On Tuesday, the Sheriff’s Department named two possible suspects, still at large, in the Ganz killing. “We received tips about the suspects, and in doing follow-up we found wanted posters on them. Their pictures have a very strong similarity to the composite done by Boylan,” Stoneman says.

Boylan’s methods are unorthodox. To this day, she says, most in her profession do their job by showing the witness catalogues of eyes, noses and mouths, and asking them to pick the features that most resemble those of the perpetrator. She shows the victim nothing.

“Memory is too fragile,” she says. “Each piece of new visual information pollutes and buries the memory further. By asking a victim to select from hundreds of features that might approximate those of the criminal, you add layers of contaminants over the original image, which is intact somewhere in the recesses of the victim’s mind.”
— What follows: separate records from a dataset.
/// Authentication endpoints
///
/// This module provides user authentication endpoints:
/// - Registration (self-service, always creates a regular user)
/// - Login
/// - Token refresh
///
/// # Endpoints
///
/// - `POST /v1/auth/register` - Register new user
/// - `POST /v1/auth/login` - Login and get tokens
/// - `POST /v1/auth/refresh` - Refresh access token

use crate::{
    app::AppState,
    error::{ApiError, ApiResult, ValidationErrorDetail},
    routes::users::UserResponse,
};
use axum::{extract::State, Json};
use serde::{Deserialize, Serialize};
use taskboard_shared::{
    auth::{jwt, password},
    models::user::{CreateUser, Role, User},
};
use validator::Validate;

/// Register request
#[derive(Debug, Deserialize, Validate)]
pub struct RegisterRequest {
    /// Email address
    #[validate(email(message = "Invalid email format"))]
    pub email: String,

    /// Display name
    #[validate(length(min = 1, max = 100, message = "Name must be 1-100 characters"))]
    pub name: String,

    /// Password (will be validated for strength)
    #[validate(length(min = 8, message = "Password must be at least 8 characters"))]
    pub password: String,

    /// Optional avatar URL
    #[validate(length(max = 512, message = "Image URL must be at most 512 characters"))]
    pub image: Option<String>,
}

/// Register response
#[derive(Debug, Serialize)]
pub struct RegisterResponse {
    /// The created user (sanitized)
    pub user: UserResponse,

    /// Access token (24h)
    pub access_token: String,

    /// Refresh token (30d)
    pub refresh_token: String,
}

/// Login request
#[derive(Debug, Deserialize, Validate)]
pub struct LoginRequest {
    /// Email address
    #[validate(email(message = "Invalid email format"))]
    pub email: String,

    /// Password
    pub password: String,
}

/// Login response
#[derive(Debug, Serialize)]
pub struct LoginResponse {
    /// The authenticated user (sanitized)
    pub user: UserResponse,

    /// Access token (24h)
    pub access_token: String,

    /// Refresh token (30d)
    pub refresh_token: String,
}

/// Refresh token request
#[derive(Debug, Deserialize)]
pub struct RefreshRequest {
    /// Refresh token
    pub refresh_token: String,
}

/// Refresh token response
#[derive(Debug, Serialize)]
pub struct RefreshResponse {
    /// New access token (24h)
    pub access_token: String,
}

/// Register a new user
///
/// Self-service registration always creates a regular `user` account;
/// admin accounts are created by existing admins through the user
/// management endpoints.
///
/// # Endpoint
///
/// ```text
/// POST /v1/auth/register
/// Content-Type: application/json
///
/// {
///   "email": "user@example.com",
///   "name": "Jordan Doe",
///   "password": "SecureP@ss123"
/// }
/// ```
///
/// # Errors
///
/// - `409 Conflict`: Email already exists
/// - `422 Unprocessable Entity`: Validation failed
pub async fn register(
    State(state): State<AppState>,
    Json(req): Json<RegisterRequest>,
) -> ApiResult<Json<RegisterResponse>> {
    req.validate()?;

    // Validate password strength
    password::validate_password_strength(&req.password).map_err(|msg| {
        ApiError::ValidationError(vec![ValidationErrorDetail {
            field: "password".to_string(),
            message: msg,
        }])
    })?;

    // Hash password
    let password_hash = password::hash_password(&req.password)?;

    // Create user; a duplicate email surfaces as a unique violation
    let user = User::create(
        &state.db,
        CreateUser {
            email: req.email,
            name: req.name,
            password_hash,
            image: req.image,
            role: Role::User,
            is_approved: None,
        },
    )
    .await?;

    tracing::info!(user_id = %user.id, "User registered");

    // Generate tokens
    let access_claims = jwt::Claims::new(user.id, jwt::TokenType::Access);
    let refresh_claims = jwt::Claims::new(user.id, jwt::TokenType::Refresh);

    let access_token = jwt::create_token(&access_claims, state.jwt_secret())?;
    let refresh_token = jwt::create_token(&refresh_claims, state.jwt_secret())?;

    Ok(Json(RegisterResponse {
        user: user.into(),
        access_token,
        refresh_token,
    }))
}

/// Login endpoint
///
/// Authenticates a user and returns JWT tokens.
///
/// # Endpoint
///
/// ```text
/// POST /v1/auth/login
/// Content-Type: application/json
///
/// {
///   "email": "user@example.com",
///   "password": "SecureP@ss123"
/// }
/// ```
///
/// # Errors
///
/// - `401 Unauthorized`: Wrong password
/// - `404 Not Found`: No account with that email
/// - `422 Unprocessable Entity`: Validation failed
pub async fn login(
    State(state): State<AppState>,
    Json(req): Json<LoginRequest>,
) -> ApiResult<Json<LoginResponse>> {
    req.validate()?;

    // An unknown email and a wrong password are reported as distinct
    // outcomes, matching the sign-in contract.
    let user = User::find_by_email(&state.db, &req.email)
        .await?
        .ok_or_else(|| ApiError::NotFound("No account with that email".to_string()))?;

    let valid = password::verify_password(&req.password, &user.password_hash)?;
    if !valid {
        return Err(ApiError::InvalidCredential("Invalid password".to_string()));
    }

    tracing::info!(user_id = %user.id, "User logged in");

    // Generate tokens
    let access_claims = jwt::Claims::new(user.id, jwt::TokenType::Access);
    let refresh_claims = jwt::Claims::new(user.id, jwt::TokenType::Refresh);

    let access_token = jwt::create_token(&access_claims, state.jwt_secret())?;
    let refresh_token = jwt::create_token(&refresh_claims, state.jwt_secret())?;

    Ok(Json(LoginResponse {
        user: user.into(),
        access_token,
        refresh_token,
    }))
}

/// Token refresh endpoint
///
/// Exchanges a refresh token for a new access token.
///
/// # Errors
///
/// - `401 Unauthorized`: Invalid or expired refresh token
pub async fn refresh(
    State(state): State<AppState>,
    Json(req): Json<RefreshRequest>,
) -> ApiResult<Json<RefreshResponse>> {
    let access_token = jwt::refresh_access_token(&req.refresh_token, state.jwt_secret())?;

    Ok(Json(RefreshResponse { access_token }))
}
Boylan spends hours gently interviewing witnesses, rather than interrogating them. The results, say those who have worked with her, are detailed sketches that make the detectives’ phones ring.

“She’s great,” says Portland Police Detective Gary Sandell, who recalls a violent armed robbery at a Baskin-Robbins store in which the only witnesses were two battered and traumatized kids. “We sat them down with Jeannie, who drew the suspect based on their memories. We made an arrest the next week and realized Jeannie’s sketch and the suspect’s mug shot were almost identical.”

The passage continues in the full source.